Ams 530: Priniciples of Parallel Computing

AMS 530: PRINICIPLES OF PARALLEL COMPUTING

PROJECT 3: TRAVELLING SALESMAN PROBLEM

Submitted by

ASHA NAYAK PROJECT DESCRIPTION:

Problem Description:

A traveling salesman must travel to 20 cities, (at least once each) of a country whose borders form a rectangle of length (east-west) 3000 miles and width 1500 (south-north) miles. Firstly, 20 such cities must be randomly and uniformly generated and then the salesman must start traveling from the most northeast city (defined as the city closest to the northeast corner of the country) to the remaining 19 cities.

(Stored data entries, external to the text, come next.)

//! End-to-end aggregation scenarios driven through `process_tick`.

use async_trait::async_trait;
use chrono::{Duration, Utc};
use feeder_models::{Asset, Exchange, Pair, SourceType, Trade, TradesBlock};
use feeder_processor::{process_tick, ProcessorConfig, ProcessorError, UsdQuoter};
use std::collections::HashMap;

struct FixedQuoter(f64);

#[async_trait]
impl UsdQuoter for FixedQuoter {
    async fn usd_price(
        &self,
        _blockchain: &str,
        _address: &str,
    ) -> Result<f64, ProcessorError> {
        Ok(self.0)
    }
}

struct FailingQuoter;

#[async_trait]
impl UsdQuoter for FailingQuoter {
    async fn usd_price(&self, blockchain: &str, address: &str) -> Result<f64, ProcessorError> {
        Err(ProcessorError::QuoteLookup {
            blockchain: blockchain.to_string(),
            address: address.to_string(),
            reason: "stub".to_string(),
        })
    }
}

fn asset(symbol: &str) -> Asset {
    Asset {
        symbol: symbol.to_string(),
        address: format!("0x{}", symbol.to_lowercase()),
        blockchain: "Ethereum".to_string(),
        ..Default::default()
    }
}

fn trade(pair: &Pair, exchange: &str, price: f64, age_secs: i64) -> Trade {
    Trade {
        quote_token: pair.quote_token.clone(),
        base_token: pair.base_token.clone(),
        price,
        volume: 1.0,
        time: Utc::now() - Duration::seconds(age_secs),
        exchange: Exchange::centralized(exchange),
        foreign_trade_id: String::new(),
        pool_address: String::new(),
    }
}

fn block(pair: &Pair, exchange: &str, prices_and_ages: &[(f64, i64)]) -> (String, TradesBlock) {
    let now = Utc::now();
    let mut tb = TradesBlock::new(pair.clone(), now - Duration::seconds(20));
    tb.end_time = now;
    for (price, age) in prices_and_ages {
        tb.push(trade(pair, exchange, *price, *age));
    }
    (pair.exchange_pair_identifier(exchange), tb)
}

/// Single-venue happy path: three trades between ticks, USDT at 1.00.
#[tokio::test]
async fn single_venue_happy_path() {
    let pair = Pair::new(asset("BTC"), asset("USDT"));
    let (id, tb) = block(&pair, "Binance", &[(50000.0, 15), (50100.0, 10), (50050.0, 5)]);
    let blocks: HashMap<_, _> = [(id, tb)].into();

    let points = process_tick(blocks, &FixedQuoter(1.0), &ProcessorConfig::default()).await;
    assert_eq!(points.len(), 1);
    let point = &points[0];
    assert_eq!(point.value, 50050.0);
    assert_eq!(point.pair.quote_token.symbol, "BTC");
    assert_eq!(point.name, "median");
    assert_eq!(point.source_type, SourceType::Cex);
}

/// Cross-venue median: ETH last prices 2000 and 2010 yield 2005.
#[tokio::test]
async fn cross_venue_median() {
    let pair = Pair::new(asset("ETH"), asset("USDT"));
    let (id1, tb1) = block(&pair, "Binance", &[(2000.0, 5)]);
    let (id2, tb2) = block(&pair, "Kraken", &[(2010.0, 4)]);
    let blocks: HashMap<_, _> = [(id1, tb1), (id2, tb2)].into();

    let points = process_tick(blocks, &FixedQuoter(1.0), &ProcessorConfig::default()).await;
    assert_eq!(points.len(), 1);
    assert_eq!(points[0].value, 2005.0);
    assert_eq!(points[0].pair.quote_token.symbol, "ETH");
}

/// Staleness eviction: the 30s-old point dies at tolerance 20s and the
/// median is computed over the survivors.
#[tokio::test]
async fn staleness_eviction() {
    let pair = Pair::new(asset("SOL"), asset("USDT"));

    let mut blocks = HashMap::new();
    for (venue, price, age) in [
        ("Binance", 25.0, 5i64),
        ("Kraken", 26.0, 15),
        ("GateIO", 27.0, 30),
    ] {
        let now = Utc::now();
        let mut tb = TradesBlock::new(pair.clone(), now - Duration::seconds(40));
        // A block that closed @age seconds ago.
        tb.end_time = now - Duration::seconds(age);
        tb.push(trade(&pair, venue, price, age));
        blocks.insert(pair.exchange_pair_identifier(venue), tb);
    }

    let points = process_tick(blocks, &FixedQuoter(1.0), &ProcessorConfig::default()).await;
    assert_eq!(points.len(), 1);
    assert_eq!(points[0].value, 25.5);
}

/// A failed USD lookup drops the affected block but not the tick.
#[tokio::test]
async fn lookup_failure_skips_block_only() {
    let usd_pair = Pair::new(asset("BTC"), Asset::fiat_usd());
    let usdt_pair = Pair::new(asset("BTC"), asset("USDT"));
    let (id1, tb1) = block(&usd_pair, "CoinBase", &[(50000.0, 5)]);
    let (id2, tb2) = block(&usdt_pair, "Binance", &[(50100.0, 5)]);
    let blocks: HashMap<_, _> = [(id1, tb1), (id2, tb2)].into();

    // Lookups fail: only the fiat-USD-denominated block survives.
    let points = process_tick(blocks, &FailingQuoter, &ProcessorConfig::default()).await;
    assert_eq!(points.len(), 1);
    assert_eq!(points[0].value, 50000.0);
}

/// Blocks whose assets were never resolved are rejected.
#[tokio::test]
async fn unresolved_assets_rejected() {
    let pair = Pair::new(Asset::default(), Asset::default());
    let (id, tb) = block(&pair, "Binance", &[(1.0, 5)]);
    let blocks: HashMap<_, _> = [(id, tb)].into();

    let points = process_tick(blocks, &FixedQuoter(1.0), &ProcessorConfig::default()).await;
    assert!(points.is_empty());
}

/// Empty blocks are skipped without aborting the tick.
#[tokio::test]
async fn empty_block_skipped() {
    let pair = Pair::new(asset("BTC"), asset("USDT"));
    let (good_id, good_tb) = block(&pair, "Binance", &[(50000.0, 5)]);
    let (empty_id, empty_tb) = block(&pair, "Kraken", &[]);
    let blocks: HashMap<_, _> = [(good_id, good_tb), (empty_id, empty_tb)].into();

    let points = process_tick(blocks, &FixedQuoter(1.0), &ProcessorConfig::default()).await;
    assert_eq!(points.len(), 1);
    assert_eq!(points[0].value, 50000.0);
}
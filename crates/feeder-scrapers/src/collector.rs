//! Trade collector.
//!
//! Fans in the trades of all scrapers, partitions them by exchange-pair
//! identifier into tradesblocks, and ships the whole map downstream on
//! every trigger tick. A fresh map is allocated for the next window, so a
//! tick is never half-delivered.

use crate::{run_supervisor, ScraperDeps};
use chrono::{DateTime, Utc};
use feeder_models::{exchangepair_map, pool_map, ExchangePair, Pool, Trade, TradesBlock};
use std::collections::HashMap;
use tokio::sync::mpsc;
use tokio_util::sync::CancellationToken;
use tracing::{debug, info};

/// Start scrapers for all venues in @exchange_pairs / @pools and collect
/// their trades into per-market tradesblocks.
pub async fn run_collector(
    exchange_pairs: Vec<ExchangePair>,
    pools: Vec<Pool>,
    tradesblock_tx: mpsc::Sender<HashMap<String, TradesBlock>>,
    trigger_rx: mpsc::Receiver<DateTime<Utc>>,
    shutdown: CancellationToken,
    deps: ScraperDeps,
) {
    let ep_map = exchangepair_map(&exchange_pairs);
    let p_map = pool_map(&pools);
    info!(
        venues = ep_map.len(),
        dex_venues = p_map.len(),
        "Collector starting scrapers"
    );

    // Fan-in channel for all scrapers.
    let (trades_tx, trades_rx) = mpsc::channel::<Trade>(1);
    tokio::spawn(run_supervisor(
        ep_map,
        p_map,
        trades_tx,
        shutdown.clone(),
        deps,
    ));

    collect_loop(trades_rx, trigger_rx, tradesblock_tx, shutdown).await;
}

/// The partition/close loop, separated from scraper spawning so it can be
/// driven directly in tests.
pub async fn collect_loop(
    mut trades_rx: mpsc::Receiver<Trade>,
    mut trigger_rx: mpsc::Receiver<DateTime<Utc>>,
    tradesblock_tx: mpsc::Sender<HashMap<String, TradesBlock>>,
    shutdown: CancellationToken,
) {
    let mut blocks: HashMap<String, TradesBlock> = HashMap::new();
    let mut window_start = Utc::now();

    loop {
        tokio::select! {
            () = shutdown.cancelled() => return,
            Some(trade) = trades_rx.recv() => {
                let pair = trade.pair();
                let identifier = pair.exchange_pair_identifier(&trade.exchange.name);
                blocks
                    .entry(identifier)
                    .or_insert_with(|| TradesBlock::new(pair, window_start))
                    .push(trade);
            }
            Some(timestamp) = trigger_rx.recv() => {
                for block in blocks.values_mut() {
                    block.end_time = timestamp;
                }
                debug!(tradesblocks = blocks.len(), %timestamp, "Tick closed tradesblocks");
                // Ship the whole window and allocate a fresh map.
                let closed = std::mem::take(&mut blocks);
                if tradesblock_tx.send(closed).await.is_err() {
                    return;
                }
                window_start = timestamp;
            }
        }
    }
}
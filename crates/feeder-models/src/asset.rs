//! Asset type covering everything from fiat to on-chain tokens.

use serde::{Deserialize, Serialize};

/// Blockchain name used for fiat currencies.
pub const FIAT_BLOCKCHAIN: &str = "Fiat";
/// ISO 4217 numeric code for the US dollar, used as its address.
pub const FIAT_USD_ADDRESS: &str = "840";

/// An asset traded on some venue. Identity is `(blockchain, address)`.
#[derive(Debug, Clone, Default, PartialEq, Serialize, Deserialize)]
pub struct Asset {
    #[serde(rename = "Symbol")]
    pub symbol: String,
    #[serde(rename = "Name", default)]
    pub name: String,
    #[serde(rename = "Address")]
    pub address: String,
    #[serde(rename = "Decimals", default)]
    pub decimals: u8,
    #[serde(rename = "Blockchain")]
    pub blockchain: String,
}

impl Asset {
    /// Globally unique identifier of the asset.
    pub fn identifier(&self) -> String {
        format!("{}-{}", self.blockchain, self.address)
    }

    /// Fiat US dollar.
    pub fn fiat_usd() -> Self {
        Self {
            symbol: "USD".to_string(),
            name: "US Dollar".to_string(),
            address: FIAT_USD_ADDRESS.to_string(),
            decimals: 2,
            blockchain: FIAT_BLOCKCHAIN.to_string(),
        }
    }

    /// Whether this asset is fiat USD, in which case USD quotation lookups are skipped.
    pub fn is_fiat_usd(&self) -> bool {
        self.blockchain == FIAT_BLOCKCHAIN && self.address == FIAT_USD_ADDRESS
    }

    /// Whether the asset carries a resolved identity.
    ///
    /// Scrapers emit zero-valued assets when a venue ticker is not in the
    /// subscribed set; the processor rejects those blocks.
    pub fn is_resolved(&self) -> bool {
        !self.symbol.is_empty()
    }
}

impl std::fmt::Display for Asset {
    fn fmt(&self, f: &mut std::fmt::Formatter<'_>) -> std::fmt::Result {
        write!(f, "{} ({})", self.symbol, self.identifier())
    }
}

#[cfg(test)]
mod tests {
    use super::*;

    #[test]
    fn test_identifier() {
        let asset = Asset {
            symbol: "WETH".to_string(),
            address: "0xC02aaA39b223FE8D0A0e5C4F27eAD9083C756Cc2".to_string(),
            blockchain: "Ethereum".to_string(),
            ..Default::default()
        };
        assert_eq!(
            asset.identifier(),
            "Ethereum-0xC02aaA39b223FE8D0A0e5C4F27eAD9083C756Cc2"
        );
    }

    #[test]
    fn test_fiat_usd() {
        let usd = Asset::fiat_usd();
        assert!(usd.is_fiat_usd());
        assert_eq!(usd.identifier(), "Fiat-840");

        let usdt = Asset {
            symbol: "USDT".to_string(),
            address: "0xdac17f958d2ee523a2206206994597c13d831ec7".to_string(),
            blockchain: "Ethereum".to_string(),
            ..Default::default()
        };
        assert!(!usdt.is_fiat_usd());
    }

    #[test]
    fn test_unresolved_asset() {
        assert!(!Asset::default().is_resolved());
        assert!(Asset::fiat_usd().is_resolved());
    }
}
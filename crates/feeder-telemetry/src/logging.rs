//! Logging setup.
//!
//! The verbosity comes from `RUST_LOG` when set, otherwise from the
//! feeder's own `LOG_LEVEL` variable (default `info`). The output format
//! is picked by `LOG_FORMAT` (`json`, `compact` or `pretty`); without it,
//! production runs (`RUST_ENV=production`) log JSON and everything else
//! logs pretty.

use crate::error::{TelemetryError, TelemetryResult};
use tracing_subscriber::EnvFilter;

pub fn init_logging() -> TelemetryResult<()> {
    let filter = EnvFilter::try_from_default_env().unwrap_or_else(|_| {
        let level = std::env::var("LOG_LEVEL").unwrap_or_else(|_| "info".to_string());
        EnvFilter::try_new(&level).unwrap_or_else(|_| EnvFilter::new("info"))
    });

    let builder = tracing_subscriber::fmt()
        .with_env_filter(filter)
        .with_target(true);

    let result = match log_format().as_str() {
        "json" => builder.json().with_current_span(true).try_init(),
        "compact" => builder.compact().try_init(),
        _ => builder.pretty().try_init(),
    };
    result.map_err(|e| TelemetryError::Logging(e.to_string()))
}

fn log_format() -> String {
    if let Ok(format) = std::env::var("LOG_FORMAT") {
        return format.to_lowercase();
    }
    if std::env::var("RUST_ENV").as_deref() == Ok("production") {
        "json".to_string()
    } else {
        "pretty".to_string()
    }
}
//! Error types for feeder-onchain.

use thiserror::Error;

#[derive(Debug, Error)]
pub enum OnchainError {
    #[error("Invalid private key: {0}")]
    InvalidKey(String),

    #[error("Failed to decode hex key: {0}")]
    HexDecode(#[from] hex::FromHexError),

    #[error("Invalid address: {0}")]
    InvalidAddress(String),

    #[error("Invalid node URL: {0}")]
    InvalidUrl(String),

    #[error("Transport error: {0}")]
    Transport(#[from] alloy::transports::TransportError),

    #[error("Contract error: {0}")]
    Contract(#[from] alloy::contract::Error),

    #[error("HTTP error: {0}")]
    Http(#[from] reqwest::Error),

    #[error("Gas endpoint returned no usable value")]
    GasEndpoint,

    #[error("Value {0} cannot be packed into 128 bits at precision 8")]
    ValueOutOfRange(f64),

    #[error("Timestamp {0} cannot be packed")]
    TimestampOutOfRange(i64),

    #[error("Submission failed: {0}")]
    Submission(String),
}

pub type OnchainResult<T> = Result<T, OnchainError>;
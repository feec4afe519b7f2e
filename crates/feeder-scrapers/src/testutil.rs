//! Scripted WebSocket venue for scraper tests.

use futures_util::{SinkExt, StreamExt};
use std::net::SocketAddr;
use std::sync::Arc;
use tokio::net::{TcpListener, TcpStream};
use tokio::sync::{mpsc, Mutex};
use tokio_tungstenite::{accept_async, tungstenite::Message};

/// A single-connection mock venue: records every text frame the scraper
/// sends and pushes scripted frames back.
pub(crate) struct MockVenueServer {
    addr: SocketAddr,
    received: Arc<Mutex<Vec<String>>>,
    outbound_tx: mpsc::Sender<Message>,
}

impl MockVenueServer {
    pub(crate) async fn start() -> Self {
        let listener = TcpListener::bind("127.0.0.1:0").await.unwrap();
        let addr = listener.local_addr().unwrap();
        let received: Arc<Mutex<Vec<String>>> = Arc::new(Mutex::new(Vec::new()));
        let (outbound_tx, outbound_rx) = mpsc::channel::<Message>(32);

        let received_clone = received.clone();
        tokio::spawn(async move {
            if let Ok((stream, _)) = listener.accept().await {
                handle_connection(stream, received_clone, outbound_rx).await;
            }
        });

        Self {
            addr,
            received,
            outbound_tx,
        }
    }

    pub(crate) fn url(&self) -> String {
        format!("ws://{}", self.addr)
    }

    pub(crate) async fn push_text(&self, text: &str) {
        self.outbound_tx
            .send(Message::Text(text.to_string().into()))
            .await
            .unwrap();
    }

    pub(crate) async fn received(&self) -> Vec<String> {
        self.received.lock().await.clone()
    }
}

async fn handle_connection(
    stream: TcpStream,
    received: Arc<Mutex<Vec<String>>>,
    mut outbound_rx: mpsc::Receiver<Message>,
) {
    let ws_stream = match accept_async(stream).await {
        Ok(ws) => ws,
        Err(_) => return,
    };
    let (mut write, mut read) = ws_stream.split();

    loop {
        tokio::select! {
            maybe = outbound_rx.recv() => {
                let Some(message) = maybe else { break };
                if write.send(message).await.is_err() {
                    break;
                }
            }
            maybe = read.next() => {
                match maybe {
                    Some(Ok(Message::Text(text))) => {
                        received.lock().await.push(text.to_string());
                    }
                    Some(Ok(Message::Ping(payload))) => {
                        let _ = write.send(Message::Pong(payload)).await;
                    }
                    Some(Ok(Message::Close(_))) | Some(Err(_)) | None => break,
                    _ => {}
                }
            }
        }
    }
}
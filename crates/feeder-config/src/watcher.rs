//! Hot-reload watcher for the combined pairs file.
//!
//! The watcher re-reads the file on a fixed interval and computes an
//! order-independent digest over the flattened `(exchange, pair, watchdog)`
//! list. A changed digest means the effective pair set changed and the
//! scraper/processor stack must be restarted.

use crate::files::CombinedPairsFile;
use sha1::{Digest, Sha1};
use std::path::{Path, PathBuf};
use std::time::Duration;
use tokio::sync::mpsc;
use tokio_util::sync::CancellationToken;
use tracing::{info, warn};

/// One flattened config entry.
#[derive(Debug, Clone, PartialEq, Eq, PartialOrd, Ord)]
pub struct FlatEntry {
    pub exchange: String,
    pub pair: String,
    pub watchdog: i64,
}

/// Flatten the combined config into a sorted entry list.
pub fn flatten_combined(config: &CombinedPairsFile) -> Vec<FlatEntry> {
    let mut entries = Vec::new();
    for venue_map in &config.exchange_pairs {
        for (exchange, pairs) in venue_map {
            for entry in pairs {
                entries.push(FlatEntry {
                    exchange: exchange.trim().to_string(),
                    pair: entry.pair.trim().to_string(),
                    watchdog: entry.watch_dog_delay,
                });
            }
        }
    }
    entries.sort();
    entries
}

/// Order-independent digest of the combined config.
pub fn config_hash(config: &CombinedPairsFile) -> String {
    let mut hasher = Sha1::new();
    for entry in flatten_combined(config) {
        hasher.update(entry.exchange.as_bytes());
        hasher.update(b"\x1f");
        hasher.update(entry.pair.as_bytes());
        hasher.update(b"\x1f");
        hasher.update(entry.watchdog.to_le_bytes());
        hasher.update(b"\x1e");
    }
    hex_encode(&hasher.finalize())
}

fn hex_encode(bytes: &[u8]) -> String {
    bytes.iter().map(|b| format!("{b:02x}")).collect()
}

/// Watch the pairs file, sending the parsed config whenever its hash changes.
///
/// Read or parse failures leave the previous config in effect and are
/// retried on the next interval.
pub async fn watch_pairs_file(
    path: PathBuf,
    interval: Duration,
    seed_hash: String,
    changes_tx: mpsc::Sender<CombinedPairsFile>,
    shutdown: CancellationToken,
) {
    let mut last_hash = seed_hash;
    loop {
        tokio::select! {
            () = shutdown.cancelled() => return,
            () = tokio::time::sleep(interval) => {}
        }

        let config = match read_pairs_file(&path) {
            Ok(config) => config,
            Err(e) => {
                warn!(path = %path.display(), error = %e, "Watcher: failed to load config");
                continue;
            }
        };

        let hash = config_hash(&config);
        if hash != last_hash {
            info!(path = %path.display(), "Config change detected");
            last_hash = hash;
            if changes_tx.send(config).await.is_err() {
                return;
            }
        }
    }
}

/// Read and parse the combined pairs file.
pub fn read_pairs_file(path: &Path) -> crate::error::Result<CombinedPairsFile> {
    let content = std::fs::read_to_string(path)?;
    Ok(serde_json::from_str(&content)?)
}

#[cfg(test)]
mod tests {
    use super::*;
    use crate::files::PairEntry;
    use std::collections::HashMap;

    fn config(entries: &[(&str, &str, i64)]) -> CombinedPairsFile {
        let mut maps: Vec<HashMap<String, Vec<PairEntry>>> = Vec::new();
        for (exchange, pair, watchdog) in entries {
            let mut map = HashMap::new();
            map.insert(
                exchange.to_string(),
                vec![PairEntry {
                    pair: pair.to_string(),
                    watch_dog_delay: *watchdog,
                }],
            );
            maps.push(map);
        }
        CombinedPairsFile {
            exchange_pairs: maps,
        }
    }

    #[test]
    fn test_hash_is_order_independent() {
        let a = config(&[("Binance", "BTC-USDT", 300), ("Kraken", "BTC-USD", 60)]);
        let b = config(&[("Kraken", "BTC-USD", 60), ("Binance", "BTC-USDT", 300)]);
        assert_eq!(config_hash(&a), config_hash(&b));
    }

    #[test]
    fn test_hash_changes_on_pair_change() {
        let a = config(&[("Binance", "BTC-USDT", 300)]);
        let b = config(&[("Binance", "ETH-USDT", 300)]);
        assert_ne!(config_hash(&a), config_hash(&b));
    }

    #[test]
    fn test_hash_changes_on_watchdog_change() {
        let a = config(&[("Binance", "BTC-USDT", 300)]);
        let b = config(&[("Binance", "BTC-USDT", 600)]);
        assert_ne!(config_hash(&a), config_hash(&b));
    }

    #[tokio::test(start_paused = true)]
    async fn test_watcher_signals_on_change() {
        let dir = std::env::temp_dir().join(format!("feeder-watch-{}", std::process::id()));
        std::fs::create_dir_all(&dir).unwrap();
        let path = dir.join("pairs.json");

        let initial = r#"{"ExchangePairs": [{"Binance": [{"Pair": "BTC-USDT", "WatchDogDelay": 300}]}]}"#;
        std::fs::write(&path, initial).unwrap();
        let seed = config_hash(&read_pairs_file(&path).unwrap());

        let (tx, mut rx) = mpsc::channel(1);
        let shutdown = CancellationToken::new();
        let handle = tokio::spawn(watch_pairs_file(
            path.clone(),
            Duration::from_secs(30),
            seed,
            tx,
            shutdown.clone(),
        ));

        // Unchanged file: no signal after one interval.
        tokio::time::sleep(Duration::from_secs(31)).await;
        assert!(rx.try_recv().is_err());

        // Changed file: signal within the next interval.
        let updated = r#"{"ExchangePairs": [{"Binance": [{"Pair": "ETH-USDT", "WatchDogDelay": 300}]}]}"#;
        std::fs::write(&path, updated).unwrap();
        tokio::time::sleep(Duration::from_secs(31)).await;
        let config = rx.recv().await.unwrap();
        assert_eq!(config.exchange_pairs.len(), 1);

        shutdown.cancel();
        let _ = handle.await;
        let _ = std::fs::remove_dir_all(&dir);
    }
}
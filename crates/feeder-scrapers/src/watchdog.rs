//! Liveness watchdogs.
//!
//! The per-pair watchdog owns no trade state: it only reads the shared
//! last-trade-time map written by the scraper's fetch loop and pushes the
//! pair onto the subscribe channel when it went quiet. What happens next
//! (usually unsubscribe + resubscribe) is the caller's decision.

use crate::LastTradeTimes;
use chrono::Utc;
use feeder_models::ExchangePair;
use std::time::Duration;
use tokio::sync::mpsc;
use tokio_util::sync::CancellationToken;
use tracing::{debug, info, warn};

/// Watch the liveness of one pair subscription.
pub async fn pair_watchdog(
    pair: ExchangePair,
    delay: Duration,
    last_trade_times: LastTradeTimes,
    subscribe_tx: mpsc::Sender<ExchangePair>,
    shutdown: CancellationToken,
) {
    info!(exchange = %pair.exchange, pair = %pair.foreign_name, delay_secs = delay.as_secs(), "Start watching pair");
    let threshold = chrono::Duration::from_std(delay).unwrap_or(chrono::Duration::seconds(60));
    let mut ticker = tokio::time::interval(delay);
    ticker.tick().await; // the immediate first tick

    loop {
        tokio::select! {
            () = shutdown.cancelled() => return,
            _ = ticker.tick() => {
                let last = last_trade_times.read().get(&pair.foreign_name).copied();
                let stale = match last {
                    Some(t) => Utc::now() - t > threshold,
                    // Never traded since subscription: treat as stale.
                    None => true,
                };
                debug!(
                    exchange = %pair.exchange,
                    pair = %pair.foreign_name,
                    stale,
                    "Pair liveness check"
                );
                if stale {
                    warn!(exchange = %pair.exchange, pair = %pair.foreign_name, "Pair watchdog expired");
                    if subscribe_tx.send(pair.clone()).await.is_err() {
                        return;
                    }
                }
            }
        }
    }
}

#[cfg(test)]
mod tests {
    use super::*;
    use chrono::Utc;
    use feeder_models::{Pair as ModelPair, Asset};
    use parking_lot::RwLock;
    use std::collections::HashMap;
    use std::sync::Arc;

    fn exchange_pair(foreign: &str) -> ExchangePair {
        ExchangePair {
            exchange: "Binance".to_string(),
            foreign_name: foreign.to_string(),
            underlying_pair: ModelPair::new(Asset::default(), Asset::default()),
            watchdog_delay: 0,
        }
    }

    #[tokio::test(start_paused = true)]
    async fn test_stale_pair_is_pushed_for_resubscription() {
        let times: LastTradeTimes = Arc::new(RwLock::new(HashMap::new()));
        times
            .write()
            .insert("AVAX-USDT".to_string(), Utc::now() - chrono::Duration::seconds(120));
        times.write().insert("BTC-USDT".to_string(), Utc::now());

        let (tx, mut rx) = mpsc::channel(4);
        let shutdown = CancellationToken::new();

        tokio::spawn(pair_watchdog(
            exchange_pair("AVAX-USDT"),
            Duration::from_secs(60),
            times.clone(),
            tx.clone(),
            shutdown.clone(),
        ));
        tokio::spawn(pair_watchdog(
            exchange_pair("BTC-USDT"),
            Duration::from_secs(60),
            times.clone(),
            tx,
            shutdown.clone(),
        ));

        tokio::time::sleep(Duration::from_secs(61)).await;

        // Exactly the stale pair fires, the healthy one stays quiet.
        let fired = rx.recv().await.unwrap();
        assert_eq!(fired.foreign_name, "AVAX-USDT");
        assert!(rx.try_recv().is_err());

        shutdown.cancel();
    }

    #[tokio::test(start_paused = true)]
    async fn test_fresh_trades_keep_watchdog_quiet() {
        let times: LastTradeTimes = Arc::new(RwLock::new(HashMap::new()));
        times.write().insert("ETH-USDT".to_string(), Utc::now());

        let (tx, mut rx) = mpsc::channel(4);
        let shutdown = CancellationToken::new();
        tokio::spawn(pair_watchdog(
            exchange_pair("ETH-USDT"),
            Duration::from_secs(60),
            times.clone(),
            tx,
            shutdown.clone(),
        ));

        // Keep refreshing the trade time just before every check.
        for _ in 0..3 {
            tokio::time::sleep(Duration::from_secs(59)).await;
            times.write().insert("ETH-USDT".to_string(), Utc::now());
            tokio::time::sleep(Duration::from_secs(2)).await;
        }
        assert!(rx.try_recv().is_err());
        shutdown.cancel();
    }
}
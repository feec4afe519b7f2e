//! Periodic trigger source.
//!
//! Anything that writes a timestamp to the trigger channel can drive the
//! pipeline; the default source is a wall-clock ticker. The sender sits in
//! a slot so a config reload can swap in the new processor's channel
//! without restarting the ticker.

use chrono::{DateTime, Utc};
use std::sync::Arc;
use std::time::Duration;
use tokio::sync::{mpsc, RwLock};
use tokio_util::sync::CancellationToken;
use tracing::debug;

/// Swappable destination for trigger ticks.
pub type TriggerSlot = Arc<RwLock<mpsc::Sender<DateTime<Utc>>>>;

/// Emit a tick every @frequency until shutdown.
pub async fn run_trigger(frequency: Duration, slot: TriggerSlot, shutdown: CancellationToken) {
    let mut ticker = tokio::time::interval(frequency);
    ticker.tick().await; // the immediate first tick

    loop {
        tokio::select! {
            () = shutdown.cancelled() => return,
            _ = ticker.tick() => {
                let sender = slot.read().await.clone();
                if sender.send(Utc::now()).await.is_err() {
                    // Receiver is gone, most likely mid-reload; the next
                    // tick will use the fresh sender.
                    debug!("Trigger receiver dropped");
                }
            }
        }
    }
}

The aim of the project is to find a path that has the shortest total distance.

Solution :

The Travelling Salesman Problem (TSP) is a deceptively simple combinatorial problem. It can be stated very simply:

A salesman spends his time visiting n cities (or nodes) cyclically. In one tour he visits each city just once, and finishes up where he started. In what order should he visit them to minimize the distance travelled?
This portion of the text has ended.